Martin and I had just returned from our short Tuesday evening run. A circular excursion on tracks and roads, extending over roughly 7.5km from the car park on the Eastern side of the Norfolk Arms on the Ringinglow Road; a much-used minor road which heads west from Sheffield, giving a popular cycle route across Burbage Moor.
I was laughing. Contented. Happy. My sense of joy came simply from thinking about all that is impossible in the Greek word, metanoia.
Martin’s response to my suggested title for our evening run – a call for metanoia – which our run and the use of the Strava App had evoked in my mind, brought more smiles and this brief reflection.
What I was getting at, in writing this title for our run on the Strava recording yesterday, was the impossible! Not something that could eventually in some way become possible, but the unconditional impossible that remains for ever so. In anthropological terms metanoia has been understood and interpreted as a fundamental change of perspective, an embodied and transformative change of heart in the way we view the world during the course of our everyday activities. I'm concerned here with running and other everyday activities. But, what I have in mind in mentioning 'metanoia' is the impossible at play in every possibility.
But, what does this mean? In making reference to transformations, what did I have in mind? It's certainly not a re-run of The Myth of the Hero with a Thousand Faces, who can somehow, against all the odds, make things possible again. Where's the impossible in all of this anyway? Even the mythic hero has to deal - at least implicitly - with the impossible. But, why's it such a big deal?
In some ways, I felt that it might be seen that I had finally succumbed to using the free ‘app’ ‘Strava’ on my iPhone as a way of recording our activities. There’s always a danger, of course, that in addition to opening new possibilities in the world, our many technologies, including our many ways of writing, which may be understood as instrumental devices used to create a means to an end; in each case having the effect of delimiting, so setting the limits in accord with the logics of their own means-ends structuring.

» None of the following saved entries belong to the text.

use anyhow::{Context, Result};
use clap::{Parser, Subcommand};
use photo_booth::capture::{CameraSession, FacingMode, NokhwaProvider};
use photo_booth::config::{self, BoothConfig};
use photo_booth::filters::{FilterKind, FilterState};
use photo_booth::gallery::{FileStorage, GalleryStore};
use photo_booth::recorder::{MediaRecorder, RecorderEvent};
use photo_booth::viewer::Viewer;
use photo_booth::Booth;
use std::path::PathBuf;
use std::time::{Duration, Instant};

#[derive(Parser, Debug)]
#[command(author, version, about, long_about = None)]
struct Args {
    /// Gallery storage file (defaults to the platform data directory)
    #[arg(long, global = true)]
    storage: Option<PathBuf>,

    /// Canvas width
    #[arg(long, global = true, default_value_t = config::DEFAULT_CANVAS_WIDTH)]
    width: u32,

    /// Canvas height
    #[arg(long, global = true, default_value_t = config::DEFAULT_CANVAS_HEIGHT)]
    height: u32,

    /// Recording frames per second
    #[arg(long, global = true, default_value_t = config::DEFAULT_FPS)]
    fps: u32,

    /// Webcam device index used as the front camera
    #[arg(long, global = true, default_value_t = 0)]
    front_device: u32,

    /// Webcam device index used as the back camera
    #[arg(long, global = true, default_value_t = 1)]
    back_device: u32,

    /// Camera to start with (front or back)
    #[arg(long, global = true, default_value = "front")]
    facing: FacingMode,

    /// Enable debug logging
    #[arg(long, global = true)]
    debug: bool,

    #[command(subcommand)]
    command: Command,
}

/// Filter values in percent
#[derive(clap::Args, Debug, Clone)]
struct FilterArgs {
    #[arg(long, default_value_t = 100.0)]
    brightness: f32,

    #[arg(long, default_value_t = 100.0)]
    contrast: f32,

    #[arg(long, default_value_t = 100.0)]
    saturation: f32,

    #[arg(long, default_value_t = 0.0)]
    grayscale: f32,

    #[arg(long, default_value_t = 0.0)]
    sepia: f32,

    #[arg(long, default_value_t = 0.0)]
    invert: f32,
}

impl FilterArgs {
    fn to_state(&self) -> FilterState {
        let mut state = FilterState::new();
        state.set(FilterKind::Brightness, self.brightness);
        state.set(FilterKind::Contrast, self.contrast);
        state.set(FilterKind::Saturation, self.saturation);
        state.set(FilterKind::Grayscale, self.grayscale);
        state.set(FilterKind::Sepia, self.sepia);
        state.set(FilterKind::Invert, self.invert);

        for (kind, value) in state.out_of_range() {
            let (min, max) = kind.input_range();
            tracing::warn!("{} {}% is outside the {}..{}% control range", kind, value, min, max);
        }
        state
    }
}

#[derive(Subcommand, Debug)]
enum Command {
    /// Capture a still, apply filters and save it to the gallery
    Capture {
        #[command(flatten)]
        filters: FilterArgs,

        /// Frames to discard while the camera adjusts exposure
        #[arg(long, default_value_t = 5)]
        warmup: u32,

        /// Also write the filtered preview to this PNG file
        #[arg(long)]
        preview: Option<PathBuf>,
    },

    /// Record a filtered clip and save it to the gallery
    Record {
        #[command(flatten)]
        filters: FilterArgs,

        /// Clip length in seconds
        #[arg(long, default_value_t = 3.0)]
        seconds: f32,
    },

    /// List gallery entries
    List {
        /// Write grid thumbnails into this directory
        #[arg(long)]
        thumbnails: Option<PathBuf>,
    },

    /// Delete the entry at a position
    Delete { index: usize },

    /// Export an entry as webart-<index>.<ext>
    Export {
        index: usize,

        /// Destination directory
        #[arg(short, long, default_value = ".")]
        out: PathBuf,
    },

    /// Open an entry in the lightbox and step through the gallery
    View {
        index: usize,

        /// Steps forward (wraps around)
        #[arg(long, default_value_t = 0)]
        next: u32,

        /// Steps back (wraps around)
        #[arg(long, default_value_t = 0)]
        prev: u32,

        /// Export the entry the lightbox ends on into this directory
        #[arg(short, long)]
        out: Option<PathBuf>,
    },
}

fn main() -> Result<()> {
    let args = Args::parse();

    // Initialize logging
    let log_level = if args.debug {
        tracing::Level::DEBUG
    } else {
        tracing::Level::INFO
    };

    tracing_subscriber::fmt()
        .with_max_level(log_level)
        .with_target(false)
        .init();

    let config = BoothConfig {
        storage_path: args.storage.clone().unwrap_or_else(config::default_storage_path),
        canvas_width: args.width,
        canvas_height: args.height,
        fps: args.fps,
        front_device: args.front_device,
        back_device: args.back_device,
        facing: args.facing,
    };
    tracing::debug!("Storage: {}", config.storage_path.display());

    let gallery = GalleryStore::new(FileStorage::new(&config.storage_path));

    match args.command {
        Command::Capture {
            filters,
            warmup,
            preview,
        } => run_capture(&config, gallery, filters.to_state(), warmup, preview),
        Command::Record { filters, seconds } => {
            run_record(&config, gallery, filters.to_state(), seconds)
        }
        Command::List { thumbnails } => run_list(&gallery, thumbnails),
        Command::Delete { index } => {
            gallery
                .delete_at(index)
                .with_context(|| format!("Failed to delete entry {index}"))?;
            println!("{} entries left", gallery.len()?);
            Ok(())
        }
        Command::Export { index, out } => {
            let path = gallery
                .export(index, &out)
                .with_context(|| format!("Failed to export entry {index}"))?;
            println!("{}", path.display());
            Ok(())
        }
        Command::View {
            index,
            next,
            prev,
            out,
        } => run_view(&gallery, index, next, prev, out),
    }
}

fn open_booth(
    config: &BoothConfig,
    gallery: GalleryStore<FileStorage>,
    filters: FilterState,
) -> Result<Booth<NokhwaProvider, FileStorage>> {
    tracing::info!("Photo booth starting");
    tracing::info!("Canvas: {}x{}", config.canvas_width, config.canvas_height);

    let provider = NokhwaProvider::new(config.front_device, config.back_device);
    let camera = CameraSession::new(provider, config.canvas_width, config.canvas_height);
    let recorder = MediaRecorder::with_default_backends(config.record_settings());

    let mut booth = Booth::new(camera, recorder, gallery);
    booth.set_filters(filters);
    booth
        .start_camera(config.facing)
        .context("Failed to start camera")?;
    Ok(booth)
}

fn run_capture(
    config: &BoothConfig,
    gallery: GalleryStore<FileStorage>,
    filters: FilterState,
    warmup: u32,
    preview: Option<PathBuf>,
) -> Result<()> {
    let mut booth = open_booth(config, gallery, filters)?;

    for _ in 0..warmup {
        booth.live_preview().context("Failed to read warm-up frame")?;
    }

    booth.capture().context("Failed to capture frame")?;
    booth.stop_camera();

    if let Some(path) = preview {
        booth
            .preview()?
            .save(&path)
            .with_context(|| format!("Failed to write preview to {}", path.display()))?;
        tracing::info!("Preview written to {}", path.display());
    }

    booth.save().context("Failed to save still")?;
    if let Some(position) = booth.last_saved() {
        println!("Saved entry {} ({})", position, booth.filters());
    }
    Ok(())
}

fn run_record(
    config: &BoothConfig,
    gallery: GalleryStore<FileStorage>,
    filters: FilterState,
    seconds: f32,
) -> Result<()> {
    let mut booth = open_booth(config, gallery, filters)?;

    let RecorderEvent::Started(encoding) = booth.toggle_recording()? else {
        anyhow::bail!("recorder did not start");
    };
    tracing::info!("Recording {:.1}s as {}", seconds, encoding.mime);

    let frame_duration = Duration::from_secs_f32(1.0 / config.fps.max(1) as f32);
    let deadline = Instant::now() + Duration::from_secs_f32(seconds.max(0.0));
    let mut frame_count = 0u64;
    let mut total_frame_time = Duration::ZERO;

    while Instant::now() < deadline {
        let loop_start = Instant::now();

        if let Err(e) = booth.record_frame() {
            // Finalize what we have before reporting
            match booth.toggle_recording() {
                Ok(RecorderEvent::Stopped(clip)) => {
                    if let Some(position) = booth.last_saved() {
                        println!(
                            "Saved partial clip as entry {} ({} frames, {})",
                            position,
                            frame_count,
                            clip.mime()
                        );
                    }
                }
                Ok(RecorderEvent::Started(_)) => {}
                Err(stop_err) => tracing::warn!("Failed to finalize partial clip: {}", stop_err),
            }
            return Err(e).context("Failed to record frame");
        }

        let elapsed = loop_start.elapsed();
        total_frame_time += elapsed;
        frame_count += 1;

        // Log stats every 30 frames
        if frame_count % 30 == 0 {
            let avg_ms = total_frame_time.as_secs_f64() * 1000.0 / frame_count as f64;
            tracing::info!(
                "Frame {}: render+encode={:.1}ms, buffered chunks={}",
                frame_count,
                avg_ms,
                booth.recorder().buffered_chunks()
            );
        }

        // Frame rate limiting
        if elapsed < frame_duration {
            std::thread::sleep(frame_duration - elapsed);
        }
    }

    let RecorderEvent::Stopped(clip) = booth.toggle_recording()? else {
        anyhow::bail!("recorder did not stop");
    };
    booth.stop_camera();
    if let Some(position) = booth.last_saved() {
        println!(
            "Saved entry {} ({} frames, {})",
            position,
            frame_count,
            clip.mime()
        );
    }
    Ok(())
}

fn run_list(gallery: &GalleryStore<FileStorage>, thumbnails: Option<PathBuf>) -> Result<()> {
    let viewer = Viewer::load(gallery).context("Failed to read gallery")?;
    if viewer.is_empty() {
        println!("Gallery is empty");
        return Ok(());
    }

    for (index, artifact) in viewer.entries().iter().enumerate() {
        println!(
            "{:>4}  {:<5}  {:<22}  {} bytes",
            index,
            format!("{:?}", artifact.kind).to_lowercase(),
            artifact.mime(),
            artifact.decode_bytes().map(|b| b.len()).unwrap_or(0)
        );
    }

    if let Some(dir) = thumbnails {
        std::fs::create_dir_all(&dir)
            .with_context(|| format!("Failed to create {}", dir.display()))?;
        for thumb in viewer.thumbnails() {
            if let Some(image) = thumb.image {
                let path = dir.join(format!("thumb-{}.png", thumb.index));
                image
                    .save(&path)
                    .with_context(|| format!("Failed to write {}", path.display()))?;
            }
        }
        tracing::info!("Thumbnails written to {}", dir.display());
    }
    Ok(())
}

fn run_view(
    gallery: &GalleryStore<FileStorage>,
    index: usize,
    next: u32,
    prev: u32,
    out: Option<PathBuf>,
) -> Result<()> {
    let mut viewer = Viewer::load(gallery).context("Failed to read gallery")?;
    if viewer.open(index).is_none() {
        println!("No entry at position {} ({} in gallery)", index, viewer.len());
        return Ok(());
    }

    for _ in 0..next {
        viewer.next();
    }
    for _ in 0..prev {
        viewer.prev();
    }

    let Some((position, artifact)) = viewer.current() else {
        return Ok(());
    };
    println!(
        "Showing {} of {}: {} ({})",
        position + 1,
        viewer.len(),
        photo_booth::gallery::export_file_name(position, artifact),
        artifact.mime()
    );

    if let Some(dir) = out {
        let path = gallery.export(position, &dir)?;
        println!("{}", path.display());
    }
    Ok(())
}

Our pathways and tracks on the moors are a case in point. As technologies, along with the equipment, know-how and skill used in creating photographs, they each tend to place limits on where we are encouraged to walk, run, cycle, travel, explore and so on.
In this way, we may sometimes miss or remain quite unaware of perspectives that may be gained from moving away from those everyday pathways. At first sight this photograph, for example, to some extent elides the very Ringinglow Road that runs in parallel with it on the right hand side. We just get a few clues/suggestions from the photograph that this may be the case - the path is straight and roughly parallel, the photograph is taken to view only the left hand side where this is an obvious boundary, there are no farm animals visible on this path etc. Of course, here we are dealing only with the possibilities, conditioned by this particular photograph and our various experiences.
Going ‘off piste’ is the term we use to describe explorations during our runs that take us away from the familiar everyday footpaths and so on. Many visitors to the Dark Peak, for example, in riding along the Ringinglow Road in their cars....
Many will never see the Ox Stones.
For many the possible visceral experience of touching, standing on, and looking out from this beautiful architecture lays hidden behind a rise on the moorland on the south side of the road.
Again, here we are concerned with possible experiences that may be missed by visitors to the Dark Peak.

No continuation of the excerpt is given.